Gaël Texier

Personal information
- Born: 16 September 1975 (age 50) Beauce, Quebec, Canada
- Education: Masters in computer security at [École polytechnique de Montréal]]
- Years active: 1987–2004

Medal record
Representing Canada
World Championships
| Bronze medal – third place | 1999 Edmonton | Middleweight |
Pan American Championships
| Bronze medal – third place | 1994 Heredia | Middleweight |
| Bronze medal – third place | 2002 Quito | Middleweight |
Pan American Games
| Bronze medal – third place | 1999 Winnipeg | Middleweight |

= Gaël Texier =

Canadian taekwondo athlete (born 1975)

Gaël Texier (born 16 September 1975) is a Canadian taekwondo athlete and coach. In addition to being the Canadian Women's Taekwondo Champion for five years (1999 and 2001–2004), Texier won bronze medals at the World Championships (1999) and Panamerican Championships (1994 and 2002) and a silver medal at the Francophone World Cup (2002).

==Biography==
Texier grew up in Saint-Méthode, a small village in Beauce.

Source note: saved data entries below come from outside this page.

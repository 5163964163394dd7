/// Error types for notion-scribe
///
/// Uses thiserror for ergonomic error handling with proper Display implementations.
use thiserror::Error;

/// Main error type for the application
#[derive(Error, Debug)]
pub enum AppError {
    #[error("Configuration error: {0}")]
    Config(String),

    #[error("No transcript found: {0}")]
    TranscriptNotFound(String),

    #[error("Could not extract a page id from URL: {0}")]
    UrlParse(String),

    #[error("Extraction error: {0}")]
    Extraction(String),

    #[error("Entity linking error: {0}")]
    EntityLink(String),

    #[error("Content too large: {len} characters exceeds the {limit} character page limit")]
    ContentTooLarge { len: usize, limit: usize },

    #[error("Notion API error: {0}")]
    Notion(String),

    #[error("LLM service error: {0}")]
    Llm(String),

    #[error("IO error: {0}")]
    Io(#[from] std::io::Error),

    #[error("Serialization error: {0}")]
    Serialization(#[from] serde_json::Error),

    #[error("HTTP request error: {0}")]
    Http(#[from] reqwest::Error),
}

/// Result type alias for convenience
pub type Result<T> = std::result::Result<T, AppError>;
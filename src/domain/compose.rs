//! Page body composition
//!
//! Renders the extracted meeting into a text section and appends it to the
//! existing page body behind a banner separator. The existing body is never
//! altered or truncated; when the merged body would not fit the remote
//! field, composition fails instead of writing a partial update.

use crate::domain::linking::annotate_mentions;
use crate::domain::models::{
    ActionItem, ExtractedMeeting, LinkedMention, PageContent, ReferenceEntity,
};
use crate::error::{AppError, Result};

/// Separator placed between the existing body and the appended section
pub const SECTION_SEPARATOR: &str = "\n\n\
==================================================\n\
# AI-Processed Meeting Summary\n\
==================================================\n\n";

/// Everything the renderer needs besides the extraction itself
pub struct RenderInput<'a> {
    pub meeting: &'a ExtractedMeeting,
    pub attendees: &'a [LinkedMention],
    pub assignees: &'a [LinkedMention],
    pub entities: &'a [ReferenceEntity],
    pub transcript_text: &'a str,
}

/// Render the appended section: attendees, summary, decisions, action items,
/// next steps, and the verbatim transcript. Empty sections are omitted.
pub fn render_section(input: &RenderInput<'_>) -> String {
    let mut parts: Vec<String> = Vec::new();

    if !input.attendees.is_empty() {
        let line = input
            .attendees
            .iter()
            .map(render_mention)
            .collect::<Vec<_>>()
            .join(", ");
        parts.push(format!("**Attendees:** {}", line));
    }

    if !input.meeting.summary.is_empty() {
        parts.push(format!(
            "## Summary\n{}",
            annotate_mentions(&input.meeting.summary, input.entities)
        ));
    }

    if !input.meeting.decisions.is_empty() {
        let bullets = input
            .meeting
            .decisions
            .iter()
            .map(|d| format!("• {}", d))
            .collect::<Vec<_>>()
            .join("\n");
        parts.push(format!("## Key Decisions\n{}", bullets));
    }

    if !input.meeting.action_items.is_empty() {
        let bullets = input
            .meeting
            .action_items
            .iter()
            .map(|item| render_action_item(item, input.assignees, input.entities))
            .collect::<Vec<_>>()
            .join("\n");
        parts.push(format!("## Action Items\n{}", bullets));
    }

    if !input.meeting.next_steps.is_empty() {
        let bullets = input
            .meeting
            .next_steps
            .iter()
            .map(|s| format!("• {}", s))
            .collect::<Vec<_>>()
            .join("\n");
        parts.push(format!("## Next Steps\n{}", bullets));
    }

    parts.push(format!(
        "## Original Transcript\n--- BEGIN TRANSCRIPT ---\n{}\n--- END TRANSCRIPT ---",
        input.transcript_text
    ));

    parts.join("\n\n")
}

/// One bullet: "task (Assigned to: X) (Due: Y)", assignee before due date,
/// absent segments omitted entirely.
fn render_action_item(
    item: &ActionItem,
    assignees: &[LinkedMention],
    entities: &[ReferenceEntity],
) -> String {
    let mut line = format!("• {}", annotate_mentions(&item.task, entities));
    if let Some(assignee) = &item.assignee {
        let rendered = assignees
            .iter()
            .find(|m| m.raw == *assignee)
            .map(render_mention)
            .unwrap_or_else(|| assignee.clone());
        line.push_str(&format!(" (Assigned to: {})", rendered));
    }
    if let Some(due) = &item.due_date {
        line.push_str(&format!(" (Due: {})", due));
    }
    line
}

/// A resolved mention renders as a link, an unresolved one as plain text.
fn render_mention(mention: &LinkedMention) -> String {
    match &mention.entity {
        Some(entity) => format!("[{}]({})", mention.raw, entity.url),
        None => mention.raw.clone(),
    }
}

/// Merge the existing body with the new section. The output always starts
/// with the existing body byte for byte, then the separator, then the
/// section - including when the existing body is empty.
pub fn merge(existing_body: &str, section: &str) -> PageContent {
    PageContent::new(existing_body.to_string(), section.to_string())
}

/// Reject bodies that would overflow the remote field instead of truncating.
pub fn ensure_within_limit(body: &str, limit: usize) -> Result<()> {
    let len = body.chars().count();
    if len > limit {
        return Err(AppError::ContentTooLarge { len, limit });
    }
    Ok(())
}
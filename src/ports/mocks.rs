//! Mock implementations for testing

use crate::domain::models::{EntityKind, ReferenceEntity};
use crate::error::{AppError, Result};
use crate::ports::llm::{LlmConfig, LlmServicePort};
use crate::ports::pages::{PageBody, PageStorePort};
use async_trait::async_trait;
use std::sync::{Arc, Mutex};

/// Mock LLM returning a canned response (or a canned failure)
pub struct MockLlm {
    response: std::result::Result<String, String>,
    pub prompts: Arc<Mutex<Vec<String>>>,
}

impl MockLlm {
    pub fn returning(response: impl Into<String>) -> Self {
        Self {
            response: Ok(response.into()),
            prompts: Arc::new(Mutex::new(Vec::new())),
        }
    }

    pub fn failing(message: impl Into<String>) -> Self {
        Self {
            response: Err(message.into()),
            prompts: Arc::new(Mutex::new(Vec::new())),
        }
    }
}

#[async_trait]
impl LlmServicePort for MockLlm {
    async fn complete(&self, _system: &str, prompt: &str, _config: &LlmConfig) -> Result<String> {
        self.prompts.lock().unwrap().push(prompt.to_string());
        match &self.response {
            Ok(text) => Ok(text.clone()),
            Err(message) => Err(AppError::Llm(message.clone())),
        }
    }

    fn provider_name(&self) -> &str {
        "mock"
    }

    fn is_configured(&self) -> bool {
        true
    }
}

/// Mock page store with in-memory state and recorded writes
#[derive(Default)]
pub struct MockPageStore {
    pub body: String,
    pub people: Vec<ReferenceEntity>,
    pub projects: Vec<ReferenceEntity>,
    pub fail_entity_queries: bool,
    pub writes: Arc<Mutex<Vec<(String, String, String)>>>,
}

impl MockPageStore {
    pub fn with_body(body: impl Into<String>) -> Self {
        Self {
            body: body.into(),
            ..Self::default()
        }
    }

    pub fn last_written_body(&self) -> Option<String> {
        self.writes.lock().unwrap().last().map(|w| w.2.clone())
    }
}

#[async_trait]
impl PageStorePort for MockPageStore {
    async fn fetch_page_body(&self, _page_id: &str) -> Result<PageBody> {
        Ok(PageBody {
            property: "Text".to_string(),
            content: self.body.clone(),
        })
    }

    async fn list_entities(
        &self,
        _database_id: &str,
        kind: EntityKind,
    ) -> Result<Vec<ReferenceEntity>> {
        if self.fail_entity_queries {
            return Err(AppError::Notion("database unavailable".to_string()));
        }
        Ok(match kind {
            EntityKind::Person => self.people.clone(),
            EntityKind::Project => self.projects.clone(),
        })
    }

    async fn update_page_body(&self, page_id: &str, property: &str, body: &str) -> Result<()> {
        crate::domain::compose::ensure_within_limit(body, self.body_limit())?;
        self.writes.lock().unwrap().push((
            page_id.to_string(),
            property.to_string(),
            body.to_string(),
        ));
        Ok(())
    }

    fn body_limit(&self) -> usize {
        2000
    }
}
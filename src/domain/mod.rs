/// Domain layer - core business logic
///
/// Everything here is pure and transport-agnostic: extraction parsing,
/// entity linking, and page body composition operate on in-memory data only.
pub mod compose;
pub mod extraction;
pub mod linking;
pub mod models;
pub mod prompts;

pub use extraction::{parse_response, ParsedExtraction};
pub use linking::EntityResolver;
pub use models::{
    ActionItem, EntityKind, ExtractedMeeting, LinkedMention, PageContent, ReferenceEntity,
    Transcript,
};
pub use prompts::ExtractionPrompt;
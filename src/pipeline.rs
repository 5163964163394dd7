//! The one-shot processing pipeline
//!
//! Loader output comes in, one page update goes out: extract structured
//! meeting data through the LLM port, resolve mentioned names against the
//! reference databases, compose the appended body, and write it back through
//! the page-store port. Entity lookups degrade to empty sets on failure;
//! every other error aborts the run before anything is written.

use crate::config::Settings;
use crate::domain::compose::{self, RenderInput};
use crate::domain::extraction;
use crate::domain::linking::EntityResolver;
use crate::domain::models::{EntityKind, LinkedMention, ReferenceEntity, Transcript};
use crate::domain::prompts::ExtractionPrompt;
use crate::error::{AppError, Result};
use crate::ports::llm::{LlmConfig, LlmServicePort};
use crate::ports::pages::PageStorePort;

/// What happened during a run, for operator feedback
#[derive(Debug)]
pub struct RunReport {
    pub meeting_name: Option<String>,
    pub attendees: Vec<LinkedMention>,
    pub action_item_count: usize,
    pub decision_count: usize,
    pub next_step_count: usize,
    pub missing_sections: Vec<&'static str>,
    pub unresolved_names: Vec<String>,
    pub body_chars: usize,
}

/// Process one transcript against one page
pub async fn run(
    llm: &dyn LlmServicePort,
    pages: &dyn PageStorePort,
    settings: &Settings,
    page_id: &str,
    transcript: &Transcript,
) -> Result<RunReport> {
    let people = load_entities(pages, settings.people_db_id.as_deref(), EntityKind::Person).await;
    let projects =
        load_entities(pages, settings.projects_db_id.as_deref(), EntityKind::Project).await;

    let people_names: Vec<String> = people.iter().map(|e| e.name.clone()).collect();
    let today = chrono::Local::now().format("%Y-%m-%d").to_string();
    let prompt = ExtractionPrompt::build(&transcript.text, &people_names, &today);

    log::info!("Processing transcript with {}...", llm.provider_name());
    let config = LlmConfig::for_model(settings.llm_model.clone());
    let raw = llm
        .complete(ExtractionPrompt::system_message(), &prompt, &config)
        .await?;

    let parsed = extraction::parse_response(&raw)?;
    if !parsed.is_complete() {
        log::warn!(
            "Extraction recovered partially; missing sections: {}",
            parsed.missing.join(", ")
        );
    }
    let meeting = parsed.meeting;

    // attendees and assignees are people; free-text annotation may also
    // link projects
    let people_resolver = EntityResolver::new(people);
    let attendees = people_resolver.resolve_all(meeting.attendees.iter().map(String::as_str));

    let mut assignee_names: Vec<&str> = meeting
        .action_items
        .iter()
        .filter_map(|item| item.assignee.as_deref())
        .collect();
    assignee_names.dedup();
    let assignees = people_resolver.resolve_all(assignee_names);

    for mention in attendees.iter().chain(assignees.iter()) {
        if let Some(entity) = &mention.entity {
            log::info!(
                "Matched '{}' to {} (similarity: {:.2})",
                mention.raw,
                entity.name,
                mention.score
            );
        }
    }
    let unresolved_names: Vec<String> = attendees
        .iter()
        .chain(assignees.iter())
        .filter(|m| !m.is_matched())
        .map(|m| m.raw.clone())
        .collect();

    let mut all_entities = people_resolver.entities().to_vec();
    all_entities.extend(projects);

    let page_body = pages.fetch_page_body(page_id).await?;

    let section = compose::render_section(&RenderInput {
        meeting: &meeting,
        attendees: &attendees,
        assignees: &assignees,
        entities: &all_entities,
        transcript_text: &transcript.text,
    });
    let full_body = compose::merge(&page_body.content, &section).full_body();
    compose::ensure_within_limit(&full_body, pages.body_limit())?;

    pages
        .update_page_body(page_id, &page_body.property, &full_body)
        .await?;
    log::info!("Preserved existing content and appended the AI summary");

    Ok(RunReport {
        meeting_name: meeting.meeting_name.clone(),
        attendees,
        action_item_count: meeting.action_items.len(),
        decision_count: meeting.decisions.len(),
        next_step_count: meeting.next_steps.len(),
        missing_sections: parsed.missing,
        unresolved_names,
        body_chars: full_body.chars().count(),
    })
}

/// Query one reference database. Absent ids and query failures both yield an
/// empty set - linking degrades, it never aborts the run.
async fn load_entities(
    pages: &dyn PageStorePort,
    database_id: Option<&str>,
    kind: EntityKind,
) -> Vec<ReferenceEntity> {
    let Some(database_id) = database_id else {
        return Vec::new();
    };
    match pages.list_entities(database_id, kind).await {
        Ok(entities) => entities,
        Err(e) => {
            log::warn!(
                "{}",
                AppError::EntityLink(format!("{} database query failed: {}", kind, e))
            );
            Vec::new()
        }
    }
}
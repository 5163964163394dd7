//! External service adapters
//!
//! This module contains adapters for external APIs:
//! - LLM (Large Language Model) completion services

pub mod llm;
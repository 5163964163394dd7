//! Fuzzy entity resolution and inline mention linking
//!
//! Raw names coming out of the extraction are matched against the reference
//! databases under case-insensitive fuzzy equality: substring containment in
//! either direction counts as a perfect match, anything else is scored with
//! normalized Levenshtein similarity. A name links only when its best score
//! reaches the threshold; ties keep the first entity in reference order.

use crate::domain::models::{LinkedMention, ReferenceEntity};

/// Minimum similarity for a raw name to link to a reference entity
pub const SIMILARITY_THRESHOLD: f64 = 0.8;

/// Case-insensitive similarity between a raw name and a candidate name.
///
/// Empty input never matches. Containment scores 1.0 so that "Steve Keen"
/// matches "Steve Keen project" despite the length difference.
pub fn similarity(raw: &str, candidate: &str) -> f64 {
    let a = raw.trim().to_lowercase();
    let b = candidate.trim().to_lowercase();
    if a.is_empty() || b.is_empty() {
        return 0.0;
    }
    if a.contains(&b) || b.contains(&a) {
        return 1.0;
    }
    strsim::normalized_levenshtein(&a, &b)
}

/// Resolves raw names against a fixed, ordered reference set. No side
/// effects; identical inputs always produce identical matches.
pub struct EntityResolver {
    entities: Vec<ReferenceEntity>,
    threshold: f64,
}

impl EntityResolver {
    pub fn new(entities: Vec<ReferenceEntity>) -> Self {
        Self {
            entities,
            threshold: SIMILARITY_THRESHOLD,
        }
    }

    #[cfg(test)]
    pub fn with_threshold(mut self, threshold: f64) -> Self {
        self.threshold = threshold;
        self
    }

    pub fn entities(&self) -> &[ReferenceEntity] {
        &self.entities
    }

    /// Resolve one raw name. The score of an entity is the best score over
    /// its canonical name and aliases; strictly-greater comparison keeps the
    /// first entity in reference order on ties.
    pub fn resolve(&self, raw: &str) -> LinkedMention {
        if raw.trim().is_empty() {
            return LinkedMention::unmatched(raw);
        }

        let mut best: Option<(&ReferenceEntity, f64)> = None;
        for entity in &self.entities {
            let score = entity
                .variations()
                .map(|v| similarity(raw, v))
                .fold(0.0, f64::max);
            if score >= self.threshold && best.map_or(true, |(_, s)| score > s) {
                best = Some((entity, score));
            }
        }

        match best {
            Some((entity, score)) => LinkedMention {
                raw: raw.to_string(),
                entity: Some(entity.clone()),
                score,
            },
            None => LinkedMention::unmatched(raw),
        }
    }

    pub fn resolve_all<'a>(&self, raws: impl IntoIterator<Item = &'a str>) -> Vec<LinkedMention> {
        raws.into_iter().map(|raw| self.resolve(raw)).collect()
    }
}

/// Rewrite free text so that mentions of known entities become
/// `[mention](url)` links, leaving everything else verbatim.
///
/// Variations are tried longest first so "Steve Keen project" wins over
/// "Steve Keen" at the same position; among candidate positions the earliest
/// occurrence in the text wins.
pub fn annotate_mentions(text: &str, entities: &[ReferenceEntity]) -> String {
    let mut variations: Vec<(&str, &ReferenceEntity)> = entities
        .iter()
        .flat_map(|entity| {
            entity
                .variations()
                .filter(|v| !v.trim().is_empty())
                .map(move |v| (v, entity))
        })
        .collect();
    variations.sort_by(|a, b| b.0.len().cmp(&a.0.len()));

    if variations.is_empty() {
        return text.to_string();
    }

    let mut out = String::with_capacity(text.len());
    let mut remaining = text;
    while !remaining.is_empty() {
        let mut earliest: Option<(usize, usize, &ReferenceEntity)> = None;
        for &(variation, entity) in &variations {
            if let Some((start, end)) = find_case_insensitive(remaining, variation) {
                if earliest.map_or(true, |(s, _, _)| start < s) {
                    earliest = Some((start, end, entity));
                }
            }
        }
        match earliest {
            Some((start, end, entity)) => {
                out.push_str(&remaining[..start]);
                out.push('[');
                out.push_str(&remaining[start..end]);
                out.push_str("](");
                out.push_str(&entity.url);
                out.push(')');
                remaining = &remaining[end..];
            }
            None => {
                out.push_str(remaining);
                break;
            }
        }
    }
    out
}

/// Case-insensitive literal search returning byte offsets into `text`.
/// Char-by-char comparison keeps offsets valid for non-ASCII input.
fn find_case_insensitive(text: &str, needle: &str) -> Option<(usize, usize)> {
    let chars: Vec<(usize, char)> = text.char_indices().collect();
    let needle: Vec<char> = needle.chars().collect();
    if needle.is_empty() || needle.len() > chars.len() {
        return None;
    }
    'positions: for start in 0..=chars.len() - needle.len() {
        for (offset, &wanted) in needle.iter().enumerate() {
            let found = chars[start + offset].1;
            if !found.to_lowercase().eq(wanted.to_lowercase()) {
                continue 'positions;
            }
        }
        let (last_idx, last_char) = chars[start + needle.len() - 1];
        return Some((chars[start].0, last_idx + last_char.len_utf8()));
    }
    None
}
//! Prompt template for LLM meeting extraction
//!
//! The template asks for strict JSON matching the ExtractedMeeting shape and
//! forbids invented due dates. Known people names are injected so the model
//! canonicalizes attendee spellings against the reference database.

/// Extraction prompt builder
pub struct ExtractionPrompt;

const TEMPLATE: &str = r#"Extract key information from this meeting transcript and return ONLY valid JSON.

{people_context}

TRANSCRIPT:
{transcript}

INSTRUCTIONS:
1. Extract the meeting name/title (if not explicit, create a descriptive one)
2. Extract all attendee names mentioned in the transcript
3. Create a summary of key discussion points, decisions, and action items
4. If speaker labels are present (e.g., John:, Speaker 1:), preserve attribution for important points
5. Extract any action items or tasks mentioned, noting who they're assigned to

Return JSON with this exact structure:
{
    "meeting_name": "string - descriptive meeting title",
    "attendees": ["array of attendee names"],
    "summary": "string - comprehensive summary including key points, decisions, and action items with speaker attribution where relevant",
    "action_items": [
        {
            "task": "string - description of the task",
            "assignee": "string - person assigned (if mentioned)",
            "due_date": "string - ONLY if explicitly mentioned in transcript, otherwise null"
        }
    ],
    "key_decisions": ["array of key decisions made"],
    "next_steps": ["array of next steps or follow-up actions"]
}

CRITICAL RULES:
- Return ONLY the JSON object, no additional text
- Today's date is {current_date}
- NEVER invent or hallucinate due dates - only use dates explicitly mentioned in the transcript
- If no due date is mentioned for an action item, set due_date to null
- Be comprehensive in the summary but concise
- Preserve speaker attribution for action items and decisions
- Only include attendees who are actually mentioned or speak in the transcript
- Do NOT make up information that is not in the transcript"#;

impl ExtractionPrompt {
    /// Render the extraction prompt for a transcript.
    ///
    /// `people_names` comes from the people reference database; when present
    /// the model is told to prefer those exact spellings for attendees.
    pub fn build(transcript: &str, people_names: &[String], current_date: &str) -> String {
        let people_context = if people_names.is_empty() {
            String::new()
        } else {
            format!(
                "EXISTING PEOPLE IN DATABASE:\n{}\n\nWhen extracting attendees, try to match names \
                 to these existing people. If you find variations (e.g., \"John\" vs \"John Smith\"), \
                 use the full name from the database.",
                people_names.join(", ")
            )
        };

        TEMPLATE
            .replace("{people_context}", &people_context)
            .replace("{transcript}", transcript)
            .replace("{current_date}", current_date)
    }

    /// System message sent alongside the rendered prompt
    pub fn system_message() -> &'static str {
        "You are an expert meeting analyst. Extract structured information from transcripts \
         accurately and comprehensively. Always respond with valid JSON only."
    }
}
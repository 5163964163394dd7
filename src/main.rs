//! notion-scribe - append an AI-processed meeting summary to a Notion page
//!
//! One-shot pipeline: read a transcript file, extract structured meeting
//! data through an LLM, link mentioned people and projects against the
//! Notion reference databases, and append the result to the target page.

mod adapters;
mod config;
mod domain;
mod error;
mod pipeline;
mod ports;
mod transcript;

use adapters::notion::{extract_page_id, NotionClient};
use adapters::services::llm::create_service;
use clap::Parser;
use config::Settings;
use error::Result;
use std::io::Write;
use std::path::PathBuf;
use transcript::{Candidate, SelectionPolicy};

#[derive(Debug, Parser)]
#[command(
    name = "notion-scribe",
    version,
    about = "Append an AI-processed meeting summary to a Notion page"
)]
struct Cli {
    /// Notion page URL to update
    page_url: String,

    /// Transcript filename inside the transcript directory; when omitted,
    /// you are prompted to choose from the available files
    transcript_file: Option<String>,

    /// Pick the most recently modified transcript without prompting
    #[arg(long)]
    latest: bool,

    /// Directory searched for transcript files (overrides TRANSCRIPT_DIR)
    #[arg(long, value_name = "PATH")]
    transcript_dir: Option<PathBuf>,
}

impl Cli {
    fn selection_policy(&self) -> SelectionPolicy {
        match (&self.transcript_file, self.latest) {
            (Some(name), _) => SelectionPolicy::Explicit(name.clone()),
            (None, true) => SelectionPolicy::MostRecent,
            (None, false) => SelectionPolicy::Interactive,
        }
    }
}

#[tokio::main]
async fn main() {
    dotenvy::dotenv().ok();
    env_logger::Builder::from_env(env_logger::Env::default().default_filter_or("info")).init();

    let cli = Cli::parse();
    if let Err(e) = run(cli).await {
        log::error!("{}", e);
        std::process::exit(1);
    }
}

async fn run(cli: Cli) -> Result<()> {
    let settings = Settings::from_env()?;
    log::debug!("Configured for meetings database {}", settings.meetings_db_id);

    let page_id = extract_page_id(&cli.page_url)?;
    log::info!("Target page: {}", page_id);

    let dir = cli
        .transcript_dir
        .clone()
        .unwrap_or_else(|| settings.transcript_dir.clone());
    let candidates = transcript::list_candidates(&dir)?;
    let chosen = transcript::select(&candidates, &cli.selection_policy(), prompt_for_choice)?;
    let meeting_transcript = transcript::read(chosen)?;
    let modified: chrono::DateTime<chrono::Local> = meeting_transcript.modified.into();
    log::info!(
        "Read transcript {} ({} bytes, modified {})",
        meeting_transcript.path.display(),
        meeting_transcript.byte_len,
        modified.format("%Y-%m-%d %H:%M")
    );

    let llm = create_service(&settings.llm_provider, settings.llm_api_key.clone())?;
    let notion = NotionClient::new(settings.notion_token.clone());

    let report = pipeline::run(
        llm.as_ref(),
        &notion,
        &settings,
        &page_id,
        &meeting_transcript,
    )
    .await?;

    if let Some(name) = &report.meeting_name {
        log::info!("Meeting: {}", name);
    }
    if !report.attendees.is_empty() {
        let names: Vec<&str> = report.attendees.iter().map(|m| m.raw.as_str()).collect();
        log::info!("Attendees: {}", names.join(", "));
    }
    log::info!(
        "Extracted {} action items, {} decisions, {} next steps",
        report.action_item_count,
        report.decision_count,
        report.next_step_count
    );
    if !report.missing_sections.is_empty() {
        log::warn!(
            "Model output had no usable: {}",
            report.missing_sections.join(", ")
        );
    }
    if !report.unresolved_names.is_empty() {
        log::info!(
            "Rendered as plain text (no database match): {}",
            report.unresolved_names.join(", ")
        );
    }
    log::info!("Page body is now {} characters", report.body_chars);

    println!("Updated meeting page: {}", cli.page_url);
    Ok(())
}

/// Numbered chooser for the interactive policy. Returns None on 'q' or EOF.
fn prompt_for_choice(candidates: &[Candidate]) -> Option<usize> {
    println!("Found {} transcript files:", candidates.len());
    for (i, candidate) in candidates.iter().enumerate() {
        let modified: chrono::DateTime<chrono::Local> = candidate.modified.into();
        println!(
            "  {}. {} ({} bytes, modified: {})",
            i + 1,
            candidate.file_name,
            candidate.byte_len,
            modified.format("%Y-%m-%d %H:%M")
        );
    }

    loop {
        print!("Select a file (1-{}, q to quit): ", candidates.len());
        let _ = std::io::stdout().flush();

        let mut line = String::new();
        if std::io::stdin().read_line(&mut line).is_err() || line.is_empty() {
            return None;
        }
        let input = line.trim();
        if input.eq_ignore_ascii_case("q") || input.eq_ignore_ascii_case("quit") {
            return None;
        }
        match input.parse::<usize>() {
            Ok(n) if (1..=candidates.len()).contains(&n) => return Some(n - 1),
            _ => println!(
                "Invalid input. Enter a number between 1 and {} or 'q' to quit.",
                candidates.len()
            ),
        }
    }
}
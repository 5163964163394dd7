//! Tolerant parsing of LLM extraction output
//!
//! Models are asked for strict JSON but sometimes wrap it in code fences or
//! prose, and sometimes drop sections. The parser locates the outermost JSON
//! object, decodes it, and recovers each section independently: a missing or
//! mistyped section becomes an empty sequence and is reported back to the
//! caller instead of failing the whole run.

use crate::domain::models::{ActionItem, ExtractedMeeting};
use crate::error::{AppError, Result};
use serde_json::Value;

/// Result of parsing an LLM response: the best-effort record plus the names
/// of sections that could not be recovered.
#[derive(Debug, Clone)]
pub struct ParsedExtraction {
    pub meeting: ExtractedMeeting,
    pub missing: Vec<&'static str>,
}

impl ParsedExtraction {
    pub fn is_complete(&self) -> bool {
        self.missing.is_empty()
    }
}

/// Parse a raw LLM response into an ExtractedMeeting.
///
/// Fails with `AppError::Extraction` only when no JSON object can be decoded
/// at all; otherwise returns a partial record with `missing` listing the
/// unrecoverable sections.
pub fn parse_response(raw: &str) -> Result<ParsedExtraction> {
    let json = locate_json_object(raw)
        .ok_or_else(|| AppError::Extraction("no JSON object in LLM response".to_string()))?;

    let value: Value = serde_json::from_str(json)
        .map_err(|e| AppError::Extraction(format!("invalid JSON in LLM response: {}", e)))?;

    let obj = value
        .as_object()
        .ok_or_else(|| AppError::Extraction("LLM response is not a JSON object".to_string()))?;

    let mut missing = Vec::new();

    let attendees = string_array(obj.get("attendees")).unwrap_or_else(|| {
        missing.push("attendees");
        Vec::new()
    });

    let summary = obj
        .get("summary")
        .and_then(Value::as_str)
        .map(str::to_string)
        .unwrap_or_else(|| {
            missing.push("summary");
            String::new()
        });

    let decisions = string_array(obj.get("key_decisions")).unwrap_or_else(|| {
        missing.push("key_decisions");
        Vec::new()
    });

    let action_items = action_item_array(obj.get("action_items")).unwrap_or_else(|| {
        missing.push("action_items");
        Vec::new()
    });

    let next_steps = string_array(obj.get("next_steps")).unwrap_or_else(|| {
        missing.push("next_steps");
        Vec::new()
    });

    let meeting_name = obj
        .get("meeting_name")
        .and_then(Value::as_str)
        .filter(|s| !s.trim().is_empty())
        .map(str::to_string);

    Ok(ParsedExtraction {
        meeting: ExtractedMeeting {
            meeting_name,
            attendees,
            summary,
            decisions,
            action_items,
            next_steps,
        },
        missing,
    })
}

/// Slice out the outermost `{ ... }` span, skipping fences or prose around it.
fn locate_json_object(raw: &str) -> Option<&str> {
    let start = raw.find('{')?;
    let end = raw.rfind('}')?;
    if end <= start {
        return None;
    }
    Some(&raw[start..=end])
}

fn string_array(value: Option<&Value>) -> Option<Vec<String>> {
    let items = value?.as_array()?;
    Some(
        items
            .iter()
            .filter_map(Value::as_str)
            .map(str::trim)
            .filter(|s| !s.is_empty())
            .map(str::to_string)
            .collect(),
    )
}

fn action_item_array(value: Option<&Value>) -> Option<Vec<ActionItem>> {
    let items = value?.as_array()?;
    Some(items.iter().filter_map(parse_action_item).collect())
}

fn parse_action_item(value: &Value) -> Option<ActionItem> {
    let obj = value.as_object()?;
    let task = obj.get("task")?.as_str()?.trim().to_string();
    if task.is_empty() {
        return None;
    }
    Some(ActionItem {
        task,
        assignee: optional_string(obj.get("assignee")),
        due_date: optional_string(obj.get("due_date")),
    })
}

/// Treats JSON null, absent keys, and blank strings all as "not provided".
fn optional_string(value: Option<&Value>) -> Option<String> {
    value
        .and_then(Value::as_str)
        .map(str::trim)
        .filter(|s| !s.is_empty())
        .map(str::to_string)
}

A Taekwondo school opened there when she was 12, and she took up the sport in hope of being able to break planks of wood with her hands.

===Academics===
In 2000 Texier obtained her bachelor's degree in computer science from the Université du Québec à Montréal.

===Sports career===
Texier started taekwondo in 1987 in the Asbestos, Quebec region with Martin Dostie under the direction of Daniel Richer. She obtained her black belt in 1989. She continued her training in the Quebec City area under the Sport-Études Taekwondo component while studying at Cégep Garneau, training more than 20 hours a week.

In order to have several high-level training partners, she moved to the Montreal area, then to Toronto to train under the supervision of 4-time world champion In Kyung Kim. She would also travel to annual training camps in South Korea and Europe to practice with other world-class athletes. Texier won medals at several international events such as the World Championship, French World Cup, Pan American Games and Pan American Championship. She also received a Can Fund award to support her training.

Texier was frustrated at the 2003 World Championship in Germany where she said that an inexperienced referee gave points she'd scored to her opponent. She was also upset that Canada was using World Championship results to choose its Olympic team even though weight classes differ. Texier retired from competition in 2004.

===Coaching===

In 2007, Texier was coaching a team of Montreal girls who were barred from competition for refusing to remove their hijabs. The Fédération de Tae kwondo du Québec claimed this was for safety reasons despite the hijabs being worn under mandatory helmets and having been accepted in previous and international competitions. Other Muslim athletes boycotted the competition in protest, and Texier said they would have to take the issue to the World Tae Kwon Do Federation.

In 2010 Texier created the Acadé-Kicks centre of martial arts. Later, with Kim In Kyung, she created the program Sport-Études Taekwondo, intended to bring Quebec athletes support and coaching for international competition.

==Awards==
- 1994 – Bronze, Pan American Championship, Costa Rica
- 1999 – Bronze, World Championship, Edmonton and Alberta, Canada
- 1999 – Bronze, Pan American Games, Winnipeg, Manitoba, Canada
- 2001 – 15th, World Championship, Jeju, Korea
- 2002 – 6th, World Cup Tokyo, Japan
- 2002 – Silver, Francophone World Cup, Paris, France
- 2002 – Bronze, Pan American Championship, Quito, Ecuador
- 2002 – Bronze, Tunisian Open Championship
- 2003 – 10th, World Championship, Garmisch-Partenkirchen

Additionally, Texier was Canadian Women's Taekwondo Champion 1999, 2001, 2002, 2003 and 2004 and a recognized athlete of excellence funded by Sport Canada from 1999 to 2004.